Adjusting the light source to a spot or altering the intensity can 
give more shadowing of the bulbs (but also of the outer surfaces 
unless the worm is under the liquid-air interface) and hence more 
apparent contrast (but see below for heat problems).  Viewing on agar 
under the compound microscope without any coverslip works wonderfully 
except for heating problems.  (Don t try this with an oil objective 
with or without oil!) Here it is important that the agar be thin (for 
good optics) and uniform to minimize refocusing and avoid touching the 
agar with the lens.  The problem of the objective bumping into the rim 
of the plastic plate is solved by using a very shallow plate such as 
the lid of a small plate.  J.  Sulston's mounting (for postembryonic 
lineaging) under a coverslip, with a tiny spot of bacteria to minimize 
wandering, is best for small numbers of animals.  Here one can also 
observe pumping inside the egg if the liquid layer and agar are as 
thin as possible.  Movement out of the field of view can be random and 
spontaneous, owing to hunger, absence of lawn, overcrowding (
mechanical and chemical stimuli), or taxis due to pH difference, gas (
oxygen or carbon dioxide) or thermal gradients from the open rim of 
the plate.  Viewing can further activate movement, especially 
repulsion from the warmth produced by the microscope light, so use 
minimum intensity, infrared filters and a cool, ventilated microscope 
base.  Vibrations from bumping the plate, microscope or table, or from 
equipment or even noises and talking, as well as wind from breathing 
or air conditioning are sensed.  Removing the lid of the plate 
enhances all these problems and may set off a shock response if the 
air is dry or a different temperature from that of the incubator.  If 
conditions are good, visibility is nearly as good with the lid on, 
especially when plates are viewed inverted.  A constant-temperature 
room for cultures and viewing helps a lot.  Movement and pumping will 
be severely altered if the worms have been anoxic due to 
centrifugation, etc.  or Millipore filtered even momentarily to 
The good news is that all these stimuli for movement (and possibly 
for alteration of pumping) seem to trigger only a quantum of movement, 
often only for a minute or so.  (Niel Croll worked extensively on this 
problem.) So don t try to score a culture right after it's been put 
under the microscope and make sure sequential counts agree with each 
other.  Following are the outlines of the 3 types of assay used.

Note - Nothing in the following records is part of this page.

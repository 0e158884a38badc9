// SPDX-FileCopyrightText: 2026 Ragline Contributors
// SPDX-License-Identifier: MIT OR Apache-2.0

//! HTTP client for the completion streaming endpoint.
//!
//! Builds the request from config, attaches bearer auth, and hands the
//! event-stream response to the SSE decoder. A non-success status before
//! streaming begins is a hard failure; no automatic retry.

use std::pin::Pin;
use std::time::Duration;

use futures::Stream;
use serde::Serialize;
use tracing::debug;

use ragline_config::RaglineConfig;
use ragline_core::RaglineError;

use crate::sse::{self, CompletionFrame};

/// Path of the completion endpoint relative to the configured base URL.
const COMPLETION_PATH: &str = "/v1/conversation/completion";

/// One outbound conversation turn in a completion request.
#[derive(Debug, Clone, Serialize)]
pub struct OutboundMessage {
    pub content: String,
    pub role: String,
    #[serde(skip_serializing_if = "Option::is_none")]
    pub id: Option<String>,
    #[serde(skip_serializing_if = "Option::is_none")]
    pub doc_ids: Option<Vec<String>>,
}

/// Request body for the completion endpoint.
#[derive(Debug, Clone, Serialize)]
pub struct CompletionRequest {
    pub conversation_id: String,
    pub messages: Vec<OutboundMessage>,
}

/// HTTP client for completion streaming.
#[derive(Debug, Clone)]
pub struct CompletionClient {
    http: reqwest::Client,
    base_url: String,
    api_token: Option<String>,
}

impl CompletionClient {
    /// Creates a client from configuration.
    pub fn new(config: &RaglineConfig) -> Result<Self, RaglineError> {
        let http = reqwest::Client::builder()
            .timeout(Duration::from_secs(config.server.timeout_secs))
            .build()
            .map_err(|e| RaglineError::transport("failed to build HTTP client", e))?;

        Ok(Self {
            http,
            base_url: config.server.base_url.trim_end_matches('/').to_string(),
            api_token: config.server.api_token.clone(),
        })
    }

    /// Overrides the base URL (for testing with wiremock).
    #[cfg(test)]
    pub(crate) fn with_base_url(mut self, url: String) -> Self {
        self.base_url = url.trim_end_matches('/').to_string();
        self
    }

    /// Opens the completion stream for one request.
    ///
    /// Awaits the response headers; a non-2xx status is surfaced as a
    /// transport failure with the response body folded into the message.
    pub async fn open_stream(
        &self,
        request: &CompletionRequest,
    ) -> Result<Pin<Box<dyn Stream<Item = Result<CompletionFrame, RaglineError>> + Send>>, RaglineError>
    {
        let url = format!("{}{COMPLETION_PATH}", self.base_url);
        let mut req = self.http.post(&url).json(request);
        if let Some(token) = &self.api_token {
            req = req.bearer_auth(token);
        }

        let response = req
            .send()
            .await
            .map_err(|e| RaglineError::transport("completion request failed", e))?;

        let status = response.status();
        debug!(status = %status, conversation_id = %request.conversation_id, "completion response received");

        if !status.is_success() {
            let body = response.text().await.unwrap_or_default();
            return Err(RaglineError::Transport {
                message: format!("completion endpoint returned {status}: {body}"),
                source: None,
            });
        }

        Ok(sse::parse_frame_stream(response))
    }
}

#[cfg(test)]
mod tests {
    use super::*;
    use futures::StreamExt;
    use wiremock::matchers::{body_partial_json, method, path};
    use wiremock::{Mock, MockServer, ResponseTemplate};

    fn test_client(base_url: &str) -> CompletionClient {
        let config = ragline_config::load_config_from_str("").unwrap();
        CompletionClient::new(&config)
            .unwrap()
            .with_base_url(base_url.to_string())
    }

    fn test_request() -> CompletionRequest {
        CompletionRequest {
            conversation_id: "conv-1".into(),
            messages: vec![OutboundMessage {
                content: "Hello".into(),
                role: "user".into(),
                id: Some("m1".into()),
                doc_ids: None,
            }],
        }
    }

    #[tokio::test]
    async fn open_stream_yields_decoded_frames() {
        let server = MockServer::start().await;
        let sse = concat!(
            "data:{\"code\":0,\"message\":\"\",\"data\":{\"answer\":\"Hi\",\"reference\":{}}}\n\n",
            "data:{\"code\":0,\"message\":\"\",\"data\":true}\n\n",
        );

        Mock::given(method("POST"))
            .and(path("/v1/conversation/completion"))
            .and(body_partial_json(
                serde_json::json!({"conversation_id": "conv-1"}),
            ))
            .respond_with(
                ResponseTemplate::new(200)
                    .insert_header("content-type", "text/event-stream")
                    .set_body_string(sse),
            )
            .mount(&server)
            .await;

        let client = test_client(&server.uri());
        let mut stream = client.open_stream(&test_request()).await.unwrap();

        match stream.next().await.unwrap().unwrap() {
            CompletionFrame::Answer(frame) => assert_eq!(frame.answer, "Hi"),
            other => panic!("expected Answer, got {other:?}"),
        }
        assert!(matches!(
            stream.next().await.unwrap().unwrap(),
            CompletionFrame::Done
        ));
        assert!(stream.next().await.is_none());
    }

    #[tokio::test]
    async fn non_success_status_is_hard_failure() {
        let server = MockServer::start().await;

        Mock::given(method("POST"))
            .and(path("/v1/conversation/completion"))
            .respond_with(ResponseTemplate::new(502).set_body_string("bad gateway"))
            .mount(&server)
            .await;

        let client = test_client(&server.uri());
        let result = client.open_stream(&test_request()).await;
        let err = result.err().map(|e| e.to_string()).unwrap_or_default();
        assert!(err.contains("502"), "got: {err}");
    }

    #[tokio::test]
    async fn garbled_frames_are_skipped_mid_stream() {
        let server = MockServer::start().await;
        let sse = concat!(
            "data:{\"code\":0,\"data\":{\"answer\":\"one\"}}\n\n",
            "data:{\"code\":0,\"data\":{\"ans\n\n",
            "data:{\"code\":0,\"data\":{\"answer\":\"two\"}}\n\n",
            "data:{\"code\":0,\"data\":true}\n\n",
        );

        Mock::given(method("POST"))
            .respond_with(
                ResponseTemplate::new(200)
                    .insert_header("content-type", "text/event-stream")
                    .set_body_string(sse),
            )
            .mount(&server)
            .await;

        let client = test_client(&server.uri());
        let mut stream = client.open_stream(&test_request()).await.unwrap();

        let mut answers = Vec::new();
        while let Some(frame) = stream.next().await {
            match frame.unwrap() {
                CompletionFrame::Answer(f) => answers.push(f.answer),
                CompletionFrame::Done => break,
            }
        }
        assert_eq!(answers, vec!["one", "two"]);
    }
}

Assay 1: Percentage of animals pumping.  Scan a prechosen number of 
animals over a 'typical' field for 5 seconds each.  Optimal is to use 
a small enough lawn and number of animals so that all animals are 
scored and animals straying from the lawn or up the walls can be 
quantitatively noted separately.  
Assay 2: Rate of pumping of individual animals.  Optimal is one 
animal per plate (or per liquid drop with sandwich supported coverslip 
and air bubble), so that lethargi and molts are known.  This is more 
work but gives more meaningful data.  Following the rate requires a 
clear head, absence of distractions, practice, and preferably a 
tunable rhythmic sound or light source to compare to.  Accurate 
counting is really only possible with a video camera and slow-motion 
playback analysis.  
Assay 3: Uptake or extent of feeding assays.  These can be quite 
useful.  I've used uptake of P-32 labelled (washed) bacteria and could 
count single worms (100 is better) in water without killing them, 
using the Cerenkov radiation.  We played with iron filings and I see 
from the Gazette (Meeting abstracts 85) that Horvitz's lab has 
perfected this.  A nice semi-quantitative assay of pumping is to add 
extra fine (grind them dry in a mortar and pestle) carmine particles (
washed and size-settled) to the bacterial lawn before seeding.  Other (
soluble) dyes don't seem to work so well.  You might try spinning down 
fresh bacteria and mixing particles with the slurry, rather than 
letting the lawn grow on the plate a long time.  But some growth may 
be needed to get the proper chemotactic signals.  Good luck!